Recovering the Memory – Exhumations

Like so many community initiatives in the wake of a war, ADIVIMA's campaign began with exhumations.

By 1993, Jesus Tecu was old enough to file a request for the exhumation of the mass grave where his family was killed. One hundred and forty bodies were recovered, but only a few could be positively identified. In June 1994, the remains were given a Mayan burial, and the survivors erected a small monument at the site that carried the names of the perpetrators.

Monument to the
March 13 ,1982 massacre
.

On June 2, 1994, the monument was torn down. The survivors assumed that those responsible were from the military, and they protested vigorously through the press-a small sign of the changing times in Guatemala.

They erected a second, larger monument, with support from EPICA, the Washington-based Ecumenical Program on Central America and the Caribbean organization.

The monument is about 10 feet tall, and has colorful naïve paintings of the March 13, 1982 massacre. It depicts paramilitaries and soldiers wielding machetes and guns leading the women and children up a hill. It also depicts dead people lying on top of the hill, and mothers and babies hanging from a cross. A few words tell the story of the massacre.

Two victims of the 1982 massacre: the smaller photo shows the skeleton of a fetus which was found in the pelvic region of its dead mother. The woman was approximately seven months pregnant when she was killed.
Photo credit: Stefan Schmitt

According to Carlos Chen, 65 graves have been located in the Rabinal area and registered with the public prosecutor. Eight have been exhumed, and ADIVIMA plans to apply for another 15 in mid-2000. Once a community locates a mass grave, it works through a human rights group in the capital Guatemala City to request an exhumation. The actual work is carried out by one of three forensic teams operating in Guatemala.

Exhumations are now a well-established part of the process of peace-building in Rabinal. Still, they never fail to have a shocking impact on those immediately affected. In deference to their mother earth, which has been doubly defiled-first by the crime and now by the exhumation-the Mayan-Achi place simple votive offerings at the lip of the gravesite. This can be a lit candle or even a bottle of soda.

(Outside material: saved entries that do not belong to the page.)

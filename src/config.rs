//! Scenario configuration.
//!
//! A scenario describes everything needed to start a session: how many boids
//! to spawn and with which seed, the flock parameters, where the camera
//! starts, and how pointer input maps onto the camera. Every field has a
//! default, so a YAML file only needs the values it wants to change:
//!
//! ```yaml
//! boids: 400
//! seed: 7
//! time_scale: 0.5
//! parallel: true
//!
//! flock:
//!   neighborhood_radius: 1.8
//!   separation_weight: 0.15
//!   cohesion_weight: 0.12
//!   alignment_weight: 0.12
//!   max_speed: 2.0
//!   world_half_extent: 10.0
//!   speed_limit: clamp_to_max    # or unit_length
//!
//! camera:
//!   radius: 25.0
//!   theta: 0.0
//!   phi: 60.0
//!   center: [0.0, 0.0, 0.0]
//!   zoom: true
//!   min_radius: 0.1
//!   look_target: negated_position  # or center
//!
//! input:
//!   max_drag_delta: 10.0
//!   drag_sensitivity: 0.5
//!   zoom_step: 1.0
//! ```

use std::fs;
use std::path::Path;

use log::debug;
use nannou::prelude::Vec3;
use serde::{Deserialize, Serialize};

use crate::camera::{LookTarget, OrbitalCamera, DEFAULT_MIN_RADIUS};
use crate::error::{ConfigError, ParamsError};
use crate::params::FlockParams;

/// Initial camera placement
#[derive(Debug, Clone, PartialEq, Serialize, Deserialize)]
#[serde(default)]
pub struct CameraConfig {
    pub radius: f32,
    pub theta: f32,
    pub phi: f32,
    pub center: [f32; 3],
    pub zoom: bool,
    pub min_radius: f32,
    pub look_target: LookTarget,
}

impl Default for CameraConfig {
    fn default() -> Self {
        Self {
            radius: 25.0,
            theta: 0.0,
            phi: 60.0,
            center: [0.0, 0.0, 0.0],
            zoom: true,
            min_radius: DEFAULT_MIN_RADIUS,
            look_target: LookTarget::NegatedPosition,
        }
    }
}

impl CameraConfig {
    /// Reject placements that would leave the camera inside or behind its center.
    pub fn validate(&self) -> Result<(), ParamsError> {
        let [x, y, z] = self.center;
        for (name, value) in [
            ("camera.radius", self.radius),
            ("camera.theta", self.theta),
            ("camera.phi", self.phi),
            ("camera.center", x),
            ("camera.center", y),
            ("camera.center", z),
            ("camera.min_radius", self.min_radius),
        ] {
            if !value.is_finite() {
                return Err(ParamsError::NonFinite(name));
            }
        }

        if self.radius <= 0.0 {
            return Err(ParamsError::NotPositive("camera.radius", self.radius));
        }
        if self.zoom && self.min_radius <= 0.0 {
            return Err(ParamsError::NotPositive("camera.min_radius", self.min_radius));
        }
        Ok(())
    }

    pub fn build(&self) -> OrbitalCamera {
        let [x, y, z] = self.center;
        let camera = OrbitalCamera::new(self.radius, self.theta, self.phi, Vec3::new(x, y, z))
            .with_look_target(self.look_target);

        if self.zoom {
            camera.with_zoom(self.min_radius)
        } else {
            camera
        }
    }
}

/// How pointer input becomes camera deltas
#[derive(Debug, Clone, PartialEq, Serialize, Deserialize)]
#[serde(default)]
pub struct InputConfig {
    /// Largest drag delta passed to the camera per event, in degrees.
    pub max_drag_delta: f32,
    /// Degrees of rotation per pixel of pointer movement.
    pub drag_sensitivity: f32,
    /// Radius change per scroll line.
    pub zoom_step: f32,
}

impl InputConfig {
    pub fn validate(&self) -> Result<(), ParamsError> {
        for (name, value) in [
            ("input.max_drag_delta", self.max_drag_delta),
            ("input.drag_sensitivity", self.drag_sensitivity),
            ("input.zoom_step", self.zoom_step),
        ] {
            if !value.is_finite() {
                return Err(ParamsError::NonFinite(name));
            }
            if value < 0.0 {
                return Err(ParamsError::Negative(name, value));
            }
        }
        Ok(())
    }
}

impl Default for InputConfig {
    fn default() -> Self {
        Self {
            max_drag_delta: 10.0,
            drag_sensitivity: 0.5,
            zoom_step: 1.0,
        }
    }
}

#[derive(Debug, Clone, PartialEq, Serialize, Deserialize)]
#[serde(default)]
pub struct SimConfig {
    pub boids: usize,
    pub seed: u64,
    /// Multiplier applied to wall-clock frame time before stepping.
    pub time_scale: f32,
    /// Step the flock on the rayon thread pool.
    pub parallel: bool,
    pub flock: FlockParams,
    pub camera: CameraConfig,
    pub input: InputConfig,
}

impl Default for SimConfig {
    fn default() -> Self {
        Self {
            boids: 300,
            seed: 42,
            // Simulated time runs at half of wall-clock time
            time_scale: 0.5,
            parallel: true,
            flock: FlockParams::default(),
            camera: CameraConfig::default(),
            input: InputConfig::default(),
        }
    }
}

impl SimConfig {
    /// Check every section. Frame time is scaled by `time_scale`, so it must
    /// not turn a step backwards.
    pub fn validate(&self) -> Result<(), ParamsError> {
        self.flock.validate()?;
        self.camera.validate()?;
        self.input.validate()?;

        if !self.time_scale.is_finite() {
            return Err(ParamsError::NonFinite("time_scale"));
        }
        if self.time_scale < 0.0 {
            return Err(ParamsError::Negative("time_scale", self.time_scale));
        }
        Ok(())
    }

    pub fn from_yaml_str(source: &str) -> Result<Self, ConfigError> {
        let config: SimConfig = serde_yaml::from_str(source)?;
        config.validate()?;
        Ok(config)
    }

    pub fn load<P: AsRef<Path>>(path: P) -> Result<Self, ConfigError> {
        let path = path.as_ref();
        debug!("Loading scenario from {}", path.display());
        let source = fs::read_to_string(path)?;
        Self::from_yaml_str(&source)
    }
}
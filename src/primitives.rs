/*
 * Primitives Module
 *
 * Small pieces of geometry used by the renderer: the bird outline drawn for
 * every boid, the ring that shows a boid's neighborhood, and the reference
 * grid drawn on the back faces of the world cube.
 */

use std::f32::consts::TAU;

use nannou::prelude::Vec3;

// Bird outline, nose along +X. Scaled so the nose sits on a 0.3536 radius.
const BIRD_VERTICES: [[f32; 3]; 5] = [
    [0.3536, 0.0, 0.0],
    [-0.15, 0.0, 0.05],
    [-0.25, 0.25, 0.0],
    [-0.25, -0.25, 0.0],
    [-0.15, 0.0, -0.05],
];

const BIRD_INDICES: [u16; 18] = [
    0, 2, 1,
    0, 1, 3,
    1, 2, 4,
    1, 4, 3,
    4, 2, 0,
    0, 3, 4,
];

/// Radius of the sphere that encloses the bird outline.
pub const BIRD_RADIUS: f32 = 0.3536;

#[derive(Debug, Clone, PartialEq)]
pub struct Mesh {
    pub vertices: Vec<Vec3>,
    pub indices: Vec<u16>,
}

impl Mesh {
    // Unique edges of the triangle list, for wireframe drawing
    pub fn edges(&self) -> Vec<(u16, u16)> {
        let mut edges: Vec<(u16, u16)> = Vec::with_capacity(self.indices.len());
        for triangle in self.indices.chunks_exact(3) {
            for (a, b) in [(triangle[0], triangle[1]), (triangle[1], triangle[2]), (triangle[2], triangle[0])] {
                let edge = if a < b { (a, b) } else { (b, a) };
                if !edges.contains(&edge) {
                    edges.push(edge);
                }
            }
        }
        edges
    }
}

pub fn bird_mesh() -> Mesh {
    Mesh {
        vertices: BIRD_VERTICES.iter().map(|v| Vec3::new(v[0], v[1], v[2])).collect(),
        indices: BIRD_INDICES.to_vec(),
    }
}

/// Points evenly spaced around a circle of `radius` in the XY plane.
pub fn circle(radius: f32, points: u32) -> Vec<Vec3> {
    let points = points.max(3);
    let delta = TAU / points as f32;

    (0..points)
        .map(|i| {
            let angle = i as f32 * delta;
            Vec3::new(radius * angle.cos(), radius * angle.sin(), 0.0)
        })
        .collect()
}

/// Grid lines on the three back faces of a cube with half extent `size`
/// (the floor at -Y and the walls at -X and -Z), `spaces` cells per side.
pub fn half_cube_grid(size: f32, spaces: u32) -> Vec<(Vec3, Vec3)> {
    let spaces = spaces.max(1);
    let step = 2.0 * size / spaces as f32;
    let mut lines = Vec::with_capacity(6 * (spaces as usize + 1));

    for i in 0..=spaces {
        let t = -size + i as f32 * step;

        // Floor
        lines.push((Vec3::new(t, -size, -size), Vec3::new(t, -size, size)));
        lines.push((Vec3::new(-size, -size, t), Vec3::new(size, -size, t)));

        // Back wall (z = -size)
        lines.push((Vec3::new(t, -size, -size), Vec3::new(t, size, -size)));
        lines.push((Vec3::new(-size, t, -size), Vec3::new(size, t, -size)));

        // Side wall (x = -size)
        lines.push((Vec3::new(-size, -size, t), Vec3::new(-size, size, t)));
        lines.push((Vec3::new(-size, t, -size), Vec3::new(-size, t, size)));
    }

    lines
}
/*
 * Physics Module
 *
 * This module holds the flocking rules: the neighbor scan and the three
 * steering terms (separation, cohesion, alignment) combined into one
 * acceleration per boid.
 *
 * Everything here reads from a snapshot of the flock taken at the start of
 * the step and never writes to it, so any boid can be processed in any order
 * (or on any thread) with the same result.
 *
 * Neighbor search is brute force, O(n²) per step.
 */

use nannou::prelude::Vec3;

use crate::boid::Boid;
use crate::params::FlockParams;

/// Vectors shorter than this are treated as having no direction.
pub const NORMALIZE_EPSILON: f32 = 1e-6;

/// Normalize `v`, or return the zero vector when `v` is too short to have a direction.
#[inline]
pub fn safe_normalize(v: Vec3) -> Vec3 {
    let length_squared = v.length_squared();
    if length_squared <= NORMALIZE_EPSILON * NORMALIZE_EPSILON || !length_squared.is_finite() {
        Vec3::ZERO
    } else {
        v / length_squared.sqrt()
    }
}

// Running sums over every boid inside the neighborhood radius of one boid
#[derive(Debug, Clone, Copy, PartialEq)]
pub struct Neighborhood {
    pub count: usize,
    pub displacement_sum: Vec3,
    pub position_sum: Vec3,
    pub velocity_sum: Vec3,
}

impl Default for Neighborhood {
    fn default() -> Self {
        Self {
            count: 0,
            displacement_sum: Vec3::ZERO,
            position_sum: Vec3::ZERO,
            velocity_sum: Vec3::ZERO,
        }
    }
}

impl Neighborhood {
    // Scan every other boid in the snapshot and accumulate those closer than `radius`
    pub fn scan(index: usize, snapshot: &[Boid], radius: f32) -> Self {
        let position = snapshot[index].position;
        let radius_squared = radius * radius;
        let mut neighborhood = Neighborhood::default();

        for (j, other) in snapshot.iter().enumerate() {
            if j == index {
                continue;
            }

            let d = other.position - position;
            if d.length_squared() < radius_squared {
                neighborhood.count += 1;
                neighborhood.displacement_sum += d;
                neighborhood.position_sum += other.position;
                neighborhood.velocity_sum += other.velocity;
            }
        }

        neighborhood
    }

    #[inline]
    pub fn is_empty(&self) -> bool {
        self.count == 0
    }

    // Steer away from the crowd: opposite of the summed displacement to the neighbors
    pub fn separation(&self) -> Vec3 {
        if self.is_empty() {
            return Vec3::ZERO;
        }
        -safe_normalize(self.displacement_sum)
    }

    // Steer toward the centroid of the neighbors
    pub fn cohesion(&self, position: Vec3) -> Vec3 {
        if self.is_empty() {
            return Vec3::ZERO;
        }
        let centroid = self.position_sum / self.count as f32;
        safe_normalize(centroid - position)
    }

    // Steer toward the average heading of the neighbors
    pub fn alignment(&self) -> Vec3 {
        if self.is_empty() {
            return Vec3::ZERO;
        }
        safe_normalize(self.velocity_sum / self.count as f32)
    }
}

/// Weighted sum of the three steering terms for boid `index`.
///
/// The caller divides by `params.weight_sum()` before adding it to the velocity.
pub fn steering(index: usize, snapshot: &[Boid], params: &FlockParams) -> Vec3 {
    let neighborhood = Neighborhood::scan(index, snapshot, params.neighborhood_radius);
    if neighborhood.is_empty() {
        return Vec3::ZERO;
    }

    let position = snapshot[index].position;
    neighborhood.separation() * params.separation_weight
        + neighborhood.cohesion(position) * params.cohesion_weight
        + neighborhood.alignment() * params.alignment_weight
}

// Compute the next state of boid `index` from the snapshot
pub fn advance(index: usize, snapshot: &[Boid], params: &FlockParams, dt: f32) -> Boid {
    let mut boid = snapshot[index];

    let acceleration = steering(index, snapshot, params);
    boid.velocity += acceleration / params.weight_sum();
    boid.limit_speed(params.max_speed, params.speed_limit);
    boid.integrate(dt);
    boid.wrap_edges(params.world_half_extent);

    boid
}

As part of the drive to create a "collective memory," ADIVIMA has created a museum. Four of its members spent a month in Oaxaca, Mexico, learning how to organize a museum, catalogue items, and collect oral histories. The exhibition was displayed in the church for a month and is now awaiting a more permanent location. Pedrina said:

"We have exhibits on the culture and the traditions of our people, the craftwork (artesania), carved and painted bowls, and huipiles. There is also a section about human rights. We have photographs from an exhumation, and books about the Rio Negro massacre in English and Spanish. We are preserving some photographs that survived of Rio Negro and its people from before the war. There are not a lot of items, but we have most of the ones we need."